» PROBLEM DESCRIPTION
Line count for "next": state how many lines of the listing below contain it, without anything else.

----

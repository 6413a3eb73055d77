//! Shared test models
#![allow(dead_code)]

use tracing_subscriber::EnvFilter;

/// Install a subscriber honoring `RUST_LOG`; repeated calls are no-ops
pub fn init_tracing() {
    let _ = tracing_subscriber::fmt()
        .with_env_filter(EnvFilter::from_default_env())
        .with_test_writer()
        .try_init();
}
//! Result assembly and output tables
//!
//! Per period, the run writes:
//! - `{prefix}_OD_{Period}.csv`: one row per origin match (routing "Incidents")
//! - `{prefix}_D_{Period}.csv`: one row per distinct selected destination ("Facilities")
//! - `{prefix}_run_{Period}.json`: run metadata
//! - `{prefix}_OD_{Period}.geojson`: O-D lines in WGS84, when requested
//!
//! Output is written only after a period's full origin set has been matched.

use crate::matcher::{MatchStats, PeriodOutcome};
use crate::projection::UtmZone;
use crate::{DestinationSummary, MatchRecord, MatcherError, PeriodKind, Result};
use geojson::{Feature, FeatureCollection, Geometry, JsonObject, JsonValue};
use serde::Serialize;
use std::collections::HashSet;
use std::fs::{self, File};
use std::io::BufWriter;
use std::path::{Path, PathBuf};
use tracing::{info, warn};

pub const MATCH_TABLE: &str = "O-D match";
pub const DESTINATION_TABLE: &str = "destination";
pub const METADATA_TABLE: &str = "run metadata";
pub const GEOJSON_TABLE: &str = "O-D GeoJSON";

/// Distinct destinations in first-seen order, keyed by display name
pub fn summarize_destinations(records: &[MatchRecord]) -> Vec<DestinationSummary> {
    let mut seen: HashSet<&str> = HashSet::new();
    records
        .iter()
        .filter(|r| seen.insert(r.destination_name.as_str()))
        .map(DestinationSummary::from)
        .collect()
}

/// Run metadata written next to the tables
#[derive(Debug, Clone, Serialize)]
pub struct RunMetadata {
    pub period: PeriodKind,
    #[serde(flatten)]
    pub stats: MatchStats,
    pub distinct_destinations: usize,
    pub generated_at: String,
}

/// Paths written for one period; `None` where a table was empty
#[derive(Debug, Clone, Default)]
pub struct WrittenOutputs {
    pub matches: Option<PathBuf>,
    pub destinations: Option<PathBuf>,
    pub metadata: Option<PathBuf>,
    pub geojson: Option<PathBuf>,
}

fn wrap<'a>(table: &'static str, path: &'a Path) -> impl FnOnce(MatcherError) -> MatcherError + 'a {
    move |source| MatcherError::OutputWrite {
        table,
        path: path.to_path_buf(),
        source: Box::new(source),
    }
}

/// Write rows as CSV with a header derived from the row type's field names.
///
/// Returns `false` without touching the filesystem when there are no rows.
pub fn write_table<T: Serialize>(path: &Path, table: &'static str, rows: &[T]) -> Result<bool> {
    if rows.is_empty() {
        warn!("No rows for {} table, skipping {:?}", table, path);
        return Ok(false);
    }

    let write = || -> Result<()> {
        let mut writer = csv::Writer::from_path(path)?;
        for row in rows {
            writer.serialize(row)?;
        }
        writer.flush()?;
        Ok(())
    };
    write().map_err(wrap(table, path))?;

    info!("Wrote {} rows to {:?}", rows.len(), path);
    Ok(true)
}

fn write_json<T: Serialize>(path: &Path, table: &'static str, value: &T) -> Result<()> {
    let write = || -> Result<()> {
        let file = File::create(path)?;
        serde_json::to_writer_pretty(BufWriter::new(file), value)?;
        Ok(())
    };
    write().map_err(wrap(table, path))
}

/// O-D lines in geographic coordinates
pub fn to_geojson(records: &[MatchRecord], zone: UtmZone) -> FeatureCollection {
    let features = records
        .iter()
        .map(|r| {
            let from = zone.to_geographic(r.origin_xy);
            let to = zone.to_geographic(r.destination_xy);
            let geometry = Geometry::new(geojson::Value::LineString(vec![
                vec![from.lon, from.lat],
                vec![to.lon, to.lat],
            ]));

            let mut properties = JsonObject::new();
            properties.insert("origin_id".to_string(), JsonValue::from(r.origin_id.as_str()));
            properties.insert(
                "destination_name".to_string(),
                JsonValue::from(r.destination_name.as_str()),
            );
            properties.insert("od_name".to_string(), JsonValue::from(r.od_name.as_str()));
            properties.insert("volume_tons".to_string(), JsonValue::from(r.volume_tons));
            properties.insert("distance_mi".to_string(), JsonValue::from(r.distance_mi));
            properties.insert("profit".to_string(), JsonValue::from(r.profit));

            Feature {
                bbox: None,
                geometry: Some(geometry),
                id: None,
                properties: Some(properties),
                foreign_members: None,
            }
        })
        .collect();

    FeatureCollection {
        bbox: None,
        features,
        foreign_members: None,
    }
}

/// Output file path for one table of one period
pub fn output_path(dir: &Path, prefix: &str, table: &str, period: PeriodKind, extension: &str) -> PathBuf {
    dir.join(format!("{}_{}_{}.{}", prefix, table, period.label(), extension))
}

/// Write every output for a finished period
pub fn write_period_outputs(
    dir: &Path,
    prefix: &str,
    outcome: &PeriodOutcome,
    geojson_zone: Option<UtmZone>,
) -> Result<WrittenOutputs> {
    fs::create_dir_all(dir).map_err(|source| MatcherError::OutputDirectory {
        path: dir.to_path_buf(),
        source,
    })?;

    let period = outcome.period;
    let summaries = summarize_destinations(&outcome.records);
    let mut written = WrittenOutputs::default();

    let matches_path = output_path(dir, prefix, "OD", period, "csv");
    if write_table(&matches_path, MATCH_TABLE, &outcome.records)? {
        written.matches = Some(matches_path);
    }

    let destinations_path = output_path(dir, prefix, "D", period, "csv");
    if write_table(&destinations_path, DESTINATION_TABLE, &summaries)? {
        written.destinations = Some(destinations_path);
    }

    if let Some(zone) = geojson_zone {
        if !outcome.records.is_empty() {
            let path = output_path(dir, prefix, "OD", period, "geojson");
            write_json(&path, GEOJSON_TABLE, &to_geojson(&outcome.records, zone))?;
            info!("Wrote {} O-D lines to {:?}", outcome.records.len(), path);
            written.geojson = Some(path);
        }
    }

    let metadata = RunMetadata {
        period,
        stats: outcome.stats.clone(),
        distinct_destinations: summaries.len(),
        generated_at: chrono::Utc::now().to_rfc3339(),
    };
    let metadata_path = output_path(dir, prefix, "run", period, "json");
    write_json(&metadata_path, METADATA_TABLE, &metadata)?;
    written.metadata = Some(metadata_path);

    Ok(written)
}

#[cfg(test)]
mod tests {
    use super::*;
    use crate::{DistanceSource, Projected};
    use tempfile::tempdir;

    fn record(origin: &str, destination: &str, x: f64) -> MatchRecord {
        MatchRecord {
            period: PeriodKind::October,
            origin_id: origin.to_string(),
            volume_bu: 10_000.0,
            volume_tons: 25.2,
            origin_xy: Projected::new(350_000.0, 5_010_000.0),
            destination_name: format!("{}(Benson)", destination),
            destination_city: "Benson".to_string(),
            destination_type: "elevator".to_string(),
            destination_xy: Projected::new(x, 5_012_000.0),
            price: 3.19,
            basis: "-53K".to_string(),
            distance_mi: 4.2,
            distance_source: DistanceSource::Road,
            profit: 3099.5,
            od_name: format!("{} - {}(Benson)", origin, destination),
        }
    }

    fn outcome(records: Vec<MatchRecord>) -> PeriodOutcome {
        PeriodOutcome {
            period: PeriodKind::October,
            stats: MatchStats {
                origins_evaluated: records.len(),
                records_emitted: records.len(),
                ..MatchStats::default()
            },
            records,
        }
    }

    #[test]
    fn test_summary_dedups_by_name_in_first_seen_order() {
        let records = vec![
            record("1", "Cenex", 351_000.0),
            record("2", "ADM", 352_000.0),
            record("3", "Cenex", 351_000.0),
        ];

        let summary = summarize_destinations(&records);
        let names: Vec<&str> = summary.iter().map(|s| s.destination_name.as_str()).collect();
        assert_eq!(names, vec!["Cenex(Benson)", "ADM(Benson)"]);
    }

    #[test]
    fn test_summary_is_idempotent() {
        let records = vec![record("1", "Cenex", 351_000.0), record("2", "Cenex", 351_000.0)];
        assert_eq!(summarize_destinations(&records), summarize_destinations(&records));
        assert_eq!(summarize_destinations(&records).len(), 1);
    }

    #[test]
    fn test_match_table_header_and_pair_cells() {
        let dir = tempdir().unwrap();
        let path = dir.path().join("od.csv");
        assert!(write_table(&path, MATCH_TABLE, &[record("1", "Cenex", 351_000.0)]).unwrap());

        let text = fs::read_to_string(&path).unwrap();
        let mut lines = text.lines();
        assert_eq!(
            lines.next().unwrap(),
            "period,origin_id,volume_bu,volume_tons,origin_xy,destination_name,destination_city,\
             destination_type,destination_xy,price,basis,distance_mi,distance_source,profit,od_name"
        );
        let row = lines.next().unwrap();
        assert!(row.starts_with("october,1,10000.0,25.2,\"(350000, 5010000)\",Cenex(Benson),"));
        assert!(row.contains(",road,3099.5,1 - Cenex(Benson)"));
    }

    #[test]
    fn test_empty_table_is_skipped() {
        let dir = tempdir().unwrap();
        let path = dir.path().join("empty.csv");
        let rows: Vec<MatchRecord> = Vec::new();
        assert!(!write_table(&path, MATCH_TABLE, &rows).unwrap());
        assert!(!path.exists());
    }

    #[test]
    fn test_write_failure_names_table() {
        let dir = tempdir().unwrap();
        let path = dir.path().join("missing").join("od.csv");
        let err = write_table(&path, MATCH_TABLE, &[record("1", "Cenex", 351_000.0)]).unwrap_err();
        assert!(matches!(err, MatcherError::OutputWrite { table: MATCH_TABLE, .. }));
    }

    #[test]
    fn test_unusable_output_dir_names_directory() {
        let dir = tempdir().unwrap();
        let blocker = dir.path().join("blocker");
        fs::write(&blocker, "not a directory").unwrap();
        let output_dir = blocker.join("out");

        let err = write_period_outputs(&output_dir, "Swift", &outcome(Vec::new()), None).unwrap_err();
        match err {
            MatcherError::OutputDirectory { path, .. } => assert_eq!(path, output_dir),
            other => panic!("expected OutputDirectory, got {:?}", other),
        }
    }

    #[test]
    fn test_write_period_outputs() {
        let dir = tempdir().unwrap();
        let outcome = outcome(vec![
            record("1", "Cenex", 351_000.0),
            record("2", "Cenex", 351_000.0),
        ]);

        let written = write_period_outputs(dir.path(), "Swift", &outcome, Some(UtmZone::default())).unwrap();

        let matches = written.matches.unwrap();
        assert!(matches.ends_with("Swift_OD_October.csv"));
        assert_eq!(fs::read_to_string(&matches).unwrap().lines().count(), 3);

        let destinations = written.destinations.unwrap();
        assert!(destinations.ends_with("Swift_D_October.csv"));
        assert_eq!(
            fs::read_to_string(&destinations).unwrap().lines().next().unwrap(),
            "destination_name,destination_city,destination_type,destination_xy"
        );

        let metadata: serde_json::Value =
            serde_json::from_str(&fs::read_to_string(written.metadata.unwrap()).unwrap()).unwrap();
        assert_eq!(metadata["period"], "october");
        assert_eq!(metadata["records_emitted"], 2);
        assert_eq!(metadata["distinct_destinations"], 1);

        let lines: geojson::GeoJson = fs::read_to_string(written.geojson.unwrap()).unwrap().parse().unwrap();
        match lines {
            geojson::GeoJson::FeatureCollection(fc) => assert_eq!(fc.features.len(), 2),
            _ => panic!("expected FeatureCollection"),
        }
    }

    #[test]
    fn test_empty_period_writes_only_metadata() {
        let dir = tempdir().unwrap();
        let written = write_period_outputs(dir.path(), "Dodge", &outcome(Vec::new()), None).unwrap();
        assert!(written.matches.is_none());
        assert!(written.destinations.is_none());
        assert!(written.geojson.is_none());
        assert!(written.metadata.unwrap().exists());
    }
}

----

» TASK OUTPUT
4